The plant cell is rectangular and comparatively larger than the animal cell. Even though plant and animal cells are eukaryotic and share a few cell organelles, They are quite distinct when compared to animal cells as they perform different functions. Some of these differences can be clearly understood when the cells are examined under an electron microscope.
Structure of Plant Cell
- Cell Wall: It is located outside the cell membrane. The primary function of the cell wall is to protect and provide structural support to the cell. The plant cell wall is also involved in protecting the cell against mechanical stress and to provide form and structure to the cell. It also filters the molecules passing in and out of the cell. The primary cell wall is formed by cellulose laid down by enzymes.
- Cell membrane: The cell membrane plays an important role in regulating the entry and exit of specific substances within the cell. For instance, the cell membrane keeps toxins from entering inside, while nutrients and essential minerals are transported across.
- Nucleus: The nucleus is a membrane-bound structure that is present only in eukaryotic cells. The vital function of a nucleus is to store DNA or hereditary information required for cell division, metabolism and growth.
- Plastids: They are membrane-bound organelles that have their own DNA. They are necessary to store starch, to carry out the process of photosynthesis. It used in the synthesis of many molecules, which form the building blocks of the cell.
- Leucoplasts: They are found in the non-photosynthetic tissues of plants. They are used for the storage of protein, lipid and starch.
- Chloroplasts: It is an elongated organelle enclosed by a phospholipid membrane. Each chloroplast contains a green coloured pigment called chlorophyll required for the process of photosynthesis. The chlorophyll absorbs light energy from the sun and uses it to transform carbon dioxide and water into glucose.
- Chromoplasts: Chromoplasts have red, orange and yellow coloured pigments which provide colour to all ripe fruits and flowers.
- Ribosomes: They are the smallest membrane-bound organelles that comprise RNA and protein. They are the sites for protein synthesis, hence, also referred to as the protein factories of the cell.
- Mitochondria: They are the double-membraned organelles found in the cytoplasm of all eukaryotic cells. They provide energy by breaking down carbohydrate and sugar molecules, hence they are also referred to as the “Powerhouse of the cell.”
- Lysosome: They perform the function of cellular waste disposal by digesting worn-out organelles, food particles and foreign bodies in the cell.

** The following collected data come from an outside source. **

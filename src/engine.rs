//! Game session engine: create, query, guess and history operations.
//!
//! The engine holds no per-game state between calls. Every operation loads
//! the session from the store, applies the lifecycle rules of
//! [`GameSession`], and writes the change back under the version it read.
//! A concurrent writer makes that write fail with [`GameError::Conflict`],
//! which callers may retry.

use derive_more::{Display, Error};
use std::sync::Arc;
use tracing::{debug, error, info, instrument, warn};

use crate::clock::{Clock, SystemClock};
use crate::drawing::DrawingProvider;
use crate::game::{GameId, GameSession, GameSettings, GameStatus, GuessRejection};
use crate::store::{GameStore, StoreError};
use crate::views::{GameStateView, GuessResponse, HistoryView, NewGameView};
use crate::words::{CatalogWords, WordPicker};

/// Engine failure surfaced to callers.
#[derive(Debug, Clone, Display, Error)]
pub enum GameError {
    /// Unknown game identifier.
    #[display("Game not found: {_0}")]
    NotFound(#[error(not(source))] GameId),
    /// Guess submitted to a game that already ended.
    #[display("Game {game_id} is not active (status: {status})")]
    InvalidState {
        /// Game that refused the guess.
        game_id: GameId,
        /// Its terminal status.
        status: GameStatus,
    },
    /// Guess submitted after the time limit; the game is now timed out.
    #[display("Time limit exceeded for game {_0}")]
    Expired(#[error(not(source))] GameId),
    /// The game changed between read and write; safe to retry.
    #[display("Game {_0} was modified concurrently, retry")]
    Conflict(#[error(not(source))] GameId),
    /// Persistence failure.
    #[display("Store failure: {_0}")]
    Store(StoreError),
}

impl From<StoreError> for GameError {
    fn from(err: StoreError) -> Self {
        match err {
            StoreError::Conflict { game_id, .. } => Self::Conflict(game_id),
            StoreError::Missing(game_id) => Self::NotFound(game_id),
            other => Self::Store(other),
        }
    }
}

/// Runs the game lifecycle against injected collaborators.
#[derive(Debug, Clone)]
pub struct GameEngine {
    store: Arc<dyn GameStore>,
    drawing: Arc<dyn DrawingProvider>,
    words: Arc<dyn WordPicker>,
    clock: Arc<dyn Clock>,
    settings: GameSettings,
}

impl GameEngine {
    /// Creates an engine with catalog words, the system clock and default limits.
    #[instrument(skip_all)]
    pub fn new(store: Arc<dyn GameStore>, drawing: Arc<dyn DrawingProvider>) -> Self {
        info!("Creating game engine");
        Self {
            store,
            drawing,
            words: Arc::new(CatalogWords),
            clock: Arc::new(SystemClock),
            settings: GameSettings::default(),
        }
    }

    /// Replaces the word source.
    pub fn with_words(mut self, words: Arc<dyn WordPicker>) -> Self {
        self.words = words;
        self
    }

    /// Replaces the clock.
    pub fn with_clock(mut self, clock: Arc<dyn Clock>) -> Self {
        self.clock = clock;
        self
    }

    /// Replaces the per-game limits.
    pub fn with_settings(mut self, settings: GameSettings) -> Self {
        self.settings = settings;
        self
    }

    /// Limits applied to new games.
    pub fn settings(&self) -> GameSettings {
        self.settings
    }

    /// Starts a new game and returns its public view.
    ///
    /// # Errors
    ///
    /// Returns [`GameError::Store`] if the game cannot be saved.
    #[instrument(skip(self))]
    pub async fn create_game(&self) -> Result<NewGameView, GameError> {
        let word = self.words.pick();
        let rendering = self.drawing.render(&word).await;
        let session = GameSession::start(
            GameId::generate(),
            word,
            rendering,
            self.settings,
            self.clock.now(),
        );

        self.store.put(&session).await.map_err(|e| {
            error!(error = %e, "Failed to save new game");
            GameError::from(e)
        })?;

        info!(game_id = %session.id(), "Game created");
        Ok(NewGameView::from_session(&session))
    }

    /// Returns the current state, timing the game out first if its clock ran out.
    ///
    /// # Errors
    ///
    /// Returns [`GameError::NotFound`] for an unknown id, [`GameError::Conflict`]
    /// if the timeout could not be recorded due to a concurrent write.
    #[instrument(skip(self), fields(game_id = %id))]
    pub async fn game_state(&self, id: &GameId) -> Result<GameStateView, GameError> {
        let mut session = self.load(id).await?;
        let now = self.clock.now();

        if let Some(update) = session.expire_if_due(now) {
            let version = self.store.update(id, *session.version(), update).await?;
            session.set_version(version);
            info!(version, "Timeout recorded");
        }

        debug!(status = %session.status(), attempts = session.attempts(), "Building state view");
        Ok(GameStateView::from_session(&session, now))
    }

    /// Processes one guess.
    ///
    /// # Errors
    ///
    /// - [`GameError::NotFound`] for an unknown id.
    /// - [`GameError::InvalidState`] if the game already ended; nothing changes.
    /// - [`GameError::Expired`] if the time limit passed; the game is moved
    ///   to timeout and the guess is not recorded.
    /// - [`GameError::Conflict`] if another write landed first.
    #[instrument(skip(self, guess), fields(game_id = %id))]
    pub async fn submit_guess(&self, id: &GameId, guess: &str) -> Result<GuessResponse, GameError> {
        let mut session = self.load(id).await?;
        let now = self.clock.now();
        let expected_version = *session.version();

        match session.guess(guess, now) {
            Ok((verdict, update)) => {
                self.store.update(id, expected_version, update).await?;
                let response = GuessResponse::from(verdict);
                info!(
                    correct = response.correct,
                    status = %response.status,
                    attempts = response.attempts,
                    "Guess processed"
                );
                Ok(response)
            }
            Err(GuessRejection::NotActive(status)) => {
                warn!(status = %status, "Guess on finished game rejected");
                Err(GameError::InvalidState {
                    game_id: id.clone(),
                    status,
                })
            }
            Err(GuessRejection::Expired) => {
                let update = session.apply_timeout();
                self.store.update(id, expected_version, update).await?;
                warn!("Guess after time limit, game timed out");
                Err(GameError::Expired(id.clone()))
            }
        }
    }

    /// Returns the ordered guess history, with the word once the game ended.
    ///
    /// # Errors
    ///
    /// Returns [`GameError::NotFound`] for an unknown id.
    #[instrument(skip(self), fields(game_id = %id))]
    pub async fn history(&self, id: &GameId) -> Result<HistoryView, GameError> {
        let session = self.load(id).await?;
        debug!(guesses = session.guesses().len(), "Building history view");
        Ok(HistoryView::from_session(&session))
    }

    async fn load(&self, id: &GameId) -> Result<GameSession, GameError> {
        match self.store.get(id).await {
            Ok(Some(session)) => Ok(session),
            Ok(None) => {
                warn!(game_id = %id, "Unknown game");
                Err(GameError::NotFound(id.clone()))
            }
            Err(e) => {
                error!(game_id = %id, error = %e, "Failed to load game");
                Err(e.into())
            }
        }
    }
}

- Central Vacuole: It occupies around 30% of the cell’s volume in a mature plant cell. The vital function of the central vacuole apart from storage is to sustain turgid pressure against the cell wall. The central vacuole consists of cell sap. It is a mixture of salts, enzymes and other substances.

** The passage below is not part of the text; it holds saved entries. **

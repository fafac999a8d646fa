//! Tests for the SQLite game repository.

use std::sync::Arc;

use chrono::{DateTime, Duration, TimeZone, Utc};
use tempfile::NamedTempFile;

use pictionary::{
    FixedWord, GameEngine, GameError, GameId, GameRepository, GameSession, GameSettings, GameStatus,
    GameStore, GameUpdate, GuessEntry, ManualClock, PlaceholderDrawing, Rendering, StoreError,
    UpdateOutcome,
};

/// Creates a temporary database file with schema applied, returns the file
/// handle (must stay in scope to keep the file alive) and a ready repository.
fn setup_test_db() -> (NamedTempFile, GameRepository) {
    let db_file = NamedTempFile::new().expect("Failed to create temp file");
    let db_path = db_file.path().to_str().expect("Invalid path").to_string();

    let repo = GameRepository::new(db_path).expect("Failed to create repository");
    repo.run_migrations().expect("Migrations failed");
    (db_file, repo)
}

fn start_time() -> DateTime<Utc> {
    Utc.with_ymd_and_hms(2026, 3, 14, 9, 26, 53)
        .single()
        .expect("valid time")
}

fn new_session(id: &str) -> GameSession {
    GameSession::start(
        GameId::from(id),
        "ice cream".to_string(),
        Rendering::from("<svg/>".to_string()),
        GameSettings::default(),
        start_time(),
    )
}

fn guess_update(text: &str, attempts: u32, secs: i64) -> GameUpdate {
    GameUpdate::default()
        .with_attempts(attempts)
        .with_append_guess(GuessEntry::new(
            text.to_string(),
            start_time() + Duration::seconds(secs),
            false,
        ))
}

#[test]
fn test_insert_and_find_game() {
    let (_db, repo) = setup_test_db();
    let session = new_session("game-1");
    repo.insert_game(&session).expect("Insert failed");

    let found = repo
        .find_game(&GameId::from("game-1"))
        .expect("Query failed")
        .expect("Game missing");
    assert_eq!(found, session);
}

#[test]
fn test_find_unknown_game() {
    let (_db, repo) = setup_test_db();
    let found = repo.find_game(&GameId::from("nope")).expect("Query failed");
    assert!(found.is_none());
}

#[test]
fn test_duplicate_insert_fails() {
    let (_db, repo) = setup_test_db();
    repo.insert_game(&new_session("dup")).expect("First insert failed");
    let result = repo.insert_game(&new_session("dup"));
    assert!(result.is_err(), "Duplicate id should fail");
}

#[test]
fn test_update_bumps_version_and_appends_guess() {
    let (_db, repo) = setup_test_db();
    repo.insert_game(&new_session("g")).expect("Insert failed");
    let id = GameId::from("g");

    let outcome = repo
        .update_game(&id, 0, &guess_update("cake", 1, 5))
        .expect("Update failed");
    assert_eq!(outcome, UpdateOutcome::Applied { version: 1 });

    let found = repo.find_game(&id).expect("Query failed").expect("Game missing");
    assert_eq!(*found.version(), 1);
    assert_eq!(*found.attempts(), 1);
    assert_eq!(*found.status(), GameStatus::Active);
    assert_eq!(found.guesses().len(), 1);
    assert_eq!(found.guesses()[0].text(), "cake");
}

#[test]
fn test_stale_update_writes_nothing() {
    let (_db, repo) = setup_test_db();
    repo.insert_game(&new_session("g")).expect("Insert failed");
    let id = GameId::from("g");

    repo.update_game(&id, 0, &guess_update("cake", 1, 5))
        .expect("First update failed");
    let outcome = repo
        .update_game(&id, 0, &guess_update("pizza", 1, 6))
        .expect("Second update failed");
    assert_eq!(outcome, UpdateOutcome::Stale);

    let found = repo.find_game(&id).expect("Query failed").expect("Game missing");
    assert_eq!(found.guesses().len(), 1);
    assert_eq!(*found.attempts(), 1);
}

#[test]
fn test_update_unknown_game() {
    let (_db, repo) = setup_test_db();
    let outcome = repo
        .update_game(&GameId::from("ghost"), 0, &guess_update("cake", 1, 5))
        .expect("Update failed");
    assert_eq!(outcome, UpdateOutcome::Missing);
}

#[test]
fn test_guesses_kept_in_submission_order() {
    let (_db, repo) = setup_test_db();
    repo.insert_game(&new_session("g")).expect("Insert failed");
    let id = GameId::from("g");

    for (n, text) in ["zebra", "apple", "moon"].iter().enumerate() {
        let version = n as u64;
        repo.update_game(&id, version, &guess_update(text, version as u32 + 1, n as i64))
            .expect("Update failed");
    }

    let found = repo.find_game(&id).expect("Query failed").expect("Game missing");
    let texts: Vec<&str> = found.guesses().iter().map(|g| g.text().as_str()).collect();
    assert_eq!(texts, vec!["zebra", "apple", "moon"]);
    assert_eq!(*found.version(), 3);
}

#[test]
fn test_status_and_score_persist() {
    let (_db, repo) = setup_test_db();
    repo.insert_game(&new_session("g")).expect("Insert failed");
    let id = GameId::from("g");

    let update = GameUpdate::default()
        .with_status(GameStatus::Won)
        .with_score(96);
    repo.update_game(&id, 0, &update).expect("Update failed");

    let found = repo.find_game(&id).expect("Query failed").expect("Game missing");
    assert_eq!(*found.status(), GameStatus::Won);
    assert_eq!(*found.score(), 96);
    assert_eq!(found.revealed_word(), Some("ice cream"));
}

#[test]
fn test_empty_path_rejected() {
    assert!(GameRepository::new("  ".to_string()).is_err());
}

#[tokio::test]
async fn test_store_trait_reports_conflict() {
    let (_db, repo) = setup_test_db();
    let session = new_session("g");
    repo.put(&session).await.expect("Put failed");
    let id = GameId::from("g");

    let version = repo
        .update(&id, 0, guess_update("cake", 1, 5))
        .await
        .expect("Update failed");
    assert_eq!(version, 1);

    let err = repo
        .update(&id, 0, guess_update("pizza", 1, 6))
        .await
        .expect_err("Stale write should fail");
    assert!(matches!(err, StoreError::Conflict { expected_version: 0, .. }));
}

#[tokio::test]
async fn test_store_trait_reports_missing() {
    let (_db, repo) = setup_test_db();
    let err = repo
        .update(&GameId::from("ghost"), 0, guess_update("cake", 1, 5))
        .await
        .expect_err("Unknown game should fail");
    assert!(matches!(err, StoreError::Missing(_)));
}

#[tokio::test]
async fn test_engine_plays_against_sqlite() {
    let (_db, repo) = setup_test_db();
    let clock = Arc::new(ManualClock::new(start_time()));
    let engine = GameEngine::new(Arc::new(repo.clone()), Arc::new(PlaceholderDrawing::default()))
        .with_words(Arc::new(FixedWord::new("cat".to_string())))
        .with_clock(clock.clone());

    let game = engine.create_game().await.expect("Create failed");
    clock.advance(Duration::seconds(10));
    engine
        .submit_guess(&game.game_id, "dog")
        .await
        .expect("Guess failed");
    clock.advance(Duration::seconds(20));
    let outcome = engine
        .submit_guess(&game.game_id, "  CAT ")
        .await
        .expect("Guess failed");

    assert!(outcome.correct);
    assert_eq!(outcome.status, GameStatus::Won);
    // 100 - 2*10 + (120 - 30)/10
    assert_eq!(outcome.score, Some(89));

    let stored = repo
        .find_game(&game.game_id)
        .expect("Query failed")
        .expect("Game missing");
    assert_eq!(*stored.version(), 2);
    assert_eq!(stored.guesses().len(), 2);
    assert_eq!(stored.guesses()[1].text(), "  CAT ");
}

#[tokio::test]
async fn test_limits_beyond_column_range_are_refused() {
    let (_db, repo) = setup_test_db();
    let engine = GameEngine::new(Arc::new(repo.clone()), Arc::new(PlaceholderDrawing::default()))
        .with_settings(GameSettings::new(3_000_000_000, 120));

    let err = engine
        .create_game()
        .await
        .expect_err("Oversized limit must not be stored");
    assert!(matches!(err, GameError::Store(_)));

    let oversized = GameSession::start(
        GameId::from("big"),
        "cat".to_string(),
        Rendering::from("<svg/>".to_string()),
        GameSettings::new(3_000_000_000, 120),
        start_time(),
    );
    assert!(repo.insert_game(&oversized).is_err());
    assert!(repo.find_game(&GameId::from("big")).expect("Query failed").is_none());
}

- Golgi Apparatus: They are found in all eukaryotic cells which are involved in distributing synthesized macromolecules to various parts of the cell.
Types of Plant Cell
Following are some of the different types of plant cells:
- Collenchyma Cells: They are hard or rigid cells, which play a primary role in providing support to the plants when there is restraining growth in a plant due to lack of hardening agent in primary walls.

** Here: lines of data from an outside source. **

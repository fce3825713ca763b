use std::sync::Arc;

use axum::{
    extract::{Path, Query, State},
    routing::get,
    Json, Router,
};
use futures::future::join_all;
use serde::{Deserialize, Serialize};
use stockdash_market_data::{
    normalize_symbol, resolver::DEFAULT_SERIES_DAYS, QuoteResult, SeriesResult,
};

use crate::{
    error::{ApiError, ApiResult},
    main_lib::AppState,
};

/// Cards per market page.
pub const CARDS_PER_PAGE: usize = 6;

pub const MAX_HISTORY_DAYS: u32 = 365;

#[derive(Deserialize)]
struct MarketQuery {
    page: Option<String>,
    symbol: Option<String>,
}

#[derive(Deserialize)]
struct HistoryQuery {
    days: Option<String>,
}

#[derive(Serialize)]
#[serde(rename_all = "camelCase")]
struct MarketCard {
    symbol: String,
    quote: QuoteResult,
    graph: SeriesResult,
}

#[derive(Serialize)]
#[serde(rename_all = "camelCase")]
struct MarketResponse {
    page: usize,
    total_pages: usize,
    watchlist: Vec<String>,
    symbol: String,
    cards: Vec<MarketCard>,
}

#[derive(Serialize)]
#[serde(rename_all = "camelCase")]
struct HistoryResponse {
    symbol: String,
    #[serde(flatten)]
    history: SeriesResult,
}

/// Quote plus 30-day sparkline for one card.
async fn build_card(state: &AppState, symbol: &str) -> MarketCard {
    let quote = state.quotes.resolve_quote(symbol).await;
    let graph = state
        .series
        .resolve_series(symbol, DEFAULT_SERIES_DAYS, quote.quote.price)
        .await;

    MarketCard {
        symbol: symbol.to_string(),
        quote,
        graph,
    }
}

async fn get_market(
    Query(query): Query<MarketQuery>,
    State(state): State<Arc<AppState>>,
) -> ApiResult<Json<MarketResponse>> {
    let page = query
        .page
        .as_deref()
        .and_then(|p| p.trim().parse::<usize>().ok())
        .filter(|p| *p >= 1)
        .unwrap_or(1);

    let symbol = query
        .symbol
        .as_deref()
        .map(normalize_symbol)
        .filter(|s| !s.is_empty())
        .or_else(|| state.watchlist.first().cloned())
        .unwrap_or_else(|| "AAPL".to_string());

    let total_pages = state.watchlist.len().div_ceil(CARDS_PER_PAGE);
    let on_page: Vec<&String> = state
        .watchlist
        .iter()
        .skip((page - 1).saturating_mul(CARDS_PER_PAGE))
        .take(CARDS_PER_PAGE)
        .collect();

    let cards = join_all(on_page.into_iter().map(|s| build_card(&state, s))).await;

    Ok(Json(MarketResponse {
        page,
        total_pages,
        watchlist: state.watchlist.clone(),
        symbol,
        cards,
    }))
}

async fn get_history(
    Path(symbol): Path<String>,
    Query(query): Query<HistoryQuery>,
    State(state): State<Arc<AppState>>,
) -> ApiResult<Json<HistoryResponse>> {
    let symbol = normalize_symbol(&symbol);
    if symbol.is_empty() {
        return Err(ApiError::BadRequest("Symbol is required".to_string()));
    }

    let days = query
        .days
        .as_deref()
        .and_then(|d| d.trim().parse::<u32>().ok())
        .unwrap_or(DEFAULT_SERIES_DAYS)
        .clamp(1, MAX_HISTORY_DAYS);

    let seed = state.quotes.resolve_quote(&symbol).await.quote.price;
    let history = state.series.resolve_series(&symbol, days, seed).await;

    Ok(Json(HistoryResponse { symbol, history }))
}

pub fn router() -> Router<Arc<AppState>> {
    Router::new()
        .route("/market", get(get_market))
        .route("/history/{symbol}", get(get_history))
}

- Sclerenchyma Cells: They are more rigid compared to collenchyma cells and this is because of the presence of a hardening agent. These cells are usually found in all plant roots and mainly involved in providing support to the plants.
- Parenchyma Cells: Parenchyma cells play a significant role in all plants. They are the living cells of plants, which are involved in the production of leaves. They are also involved in the exchange of gases, production of food, storage of organic products and cell metabolism. These cells are typically more flexible than others because they are thinner.
- Xylem Cells: Xylem cells are the transport cells in vascular plants. They help in the transport of water and minerals from the roots to the leaves and other parts of the plants.
- Phloem Cells: Phloem cells are other transport cells in vascular plants. They transport food prepared by the leaves to different parts of the plants.